------ RECORD EXTRACTS
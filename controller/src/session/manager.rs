//! Session manager keeping the single active bridge session

use super::connection::SessionHandle;
use docbridge_shared::Task;
use std::sync::atomic::{AtomicU64, Ordering};
use tokio::sync::RwLock;

/// Tracks the active bridge session
pub struct SessionManager {
    active: RwLock<Option<SessionHandle>>,
    next_id: AtomicU64,
}

impl SessionManager {
    /// Create a new session manager
    pub fn new() -> Self {
        Self {
            active: RwLock::new(None),
            next_id: AtomicU64::new(0),
        }
    }

    /// Allocate an id for a newly accepted session
    pub fn next_session_id(&self) -> u64 {
        self.next_id.fetch_add(1, Ordering::SeqCst) + 1
    }

    /// Make `handle` the active session, returning the one it replaced
    pub async fn register(&self, handle: SessionHandle) -> Option<SessionHandle> {
        self.active.write().await.replace(handle)
    }

    /// Clear the active session if it is still `id`
    pub async fn unregister(&self, id: u64) -> bool {
        let mut active = self.active.write().await;
        if active.as_ref().is_some_and(|handle| handle.id == id) {
            *active = None;
            return true;
        }
        false
    }

    /// Get the active session handle
    pub async fn active(&self) -> Option<SessionHandle> {
        self.active.read().await.clone()
    }

    pub async fn is_connected(&self) -> bool {
        self.active.read().await.is_some()
    }

    /// Send a command to the active session
    pub async fn send(&self, task: &Task) -> anyhow::Result<()> {
        let handle = self
            .active()
            .await
            .ok_or_else(|| anyhow::anyhow!("Bridge not connected"))?;
        handle.send(task).await
    }
}

impl Default for SessionManager {
    fn default() -> Self {
        Self::new()
    }
}

#[cfg(test)]
mod tests {
    use super::*;
    use crate::session::testing::loopback;

    #[tokio::test]
    async fn test_newest_session_wins() {
        let manager = SessionManager::new();
        assert!(!manager.is_connected().await);
        assert!(manager.send(&Task::save("1")).await.is_err());

        let (first, _bridge1) = loopback(manager.next_session_id()).await;
        let (second, _bridge2) = loopback(manager.next_session_id()).await;

        assert!(manager.register(first.get_handle()).await.is_none());
        let replaced = manager.register(second.get_handle()).await.unwrap();
        assert_eq!(replaced.id, 1);

        // The replaced session closing must not clear the new one
        assert!(!manager.unregister(1).await);
        assert_eq!(manager.active().await.unwrap().id, 2);

        assert!(manager.unregister(2).await);
        assert!(!manager.is_connected().await);
    }
}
------------
■ TASK INSTRUCTIONS ■
Set down exactly the lines that begin the records and continue through the line bearing "pub fn next_session_id(&self)"; include both ends.

■ ANSWER SECTION ■
filename controller/src/session/manager.rs
//! Session manager keeping the single active bridge session

use super::connection::SessionHandle;
use docbridge_shared::Task;
use std::sync::atomic::{AtomicU64, Ordering};
use tokio::sync::RwLock;

/// Tracks the active bridge session
pub struct SessionManager {
    active: RwLock<Option<SessionHandle>>,
    next_id: AtomicU64,
}

impl SessionManager {
    /// Create a new session manager
    pub fn new() -> Self {
        Self {
            active: RwLock::new(None),
            next_id: AtomicU64::new(0),
        }
    }

    /// Allocate an id for a newly accepted session
    pub fn next_session_id(&self) -> u64 {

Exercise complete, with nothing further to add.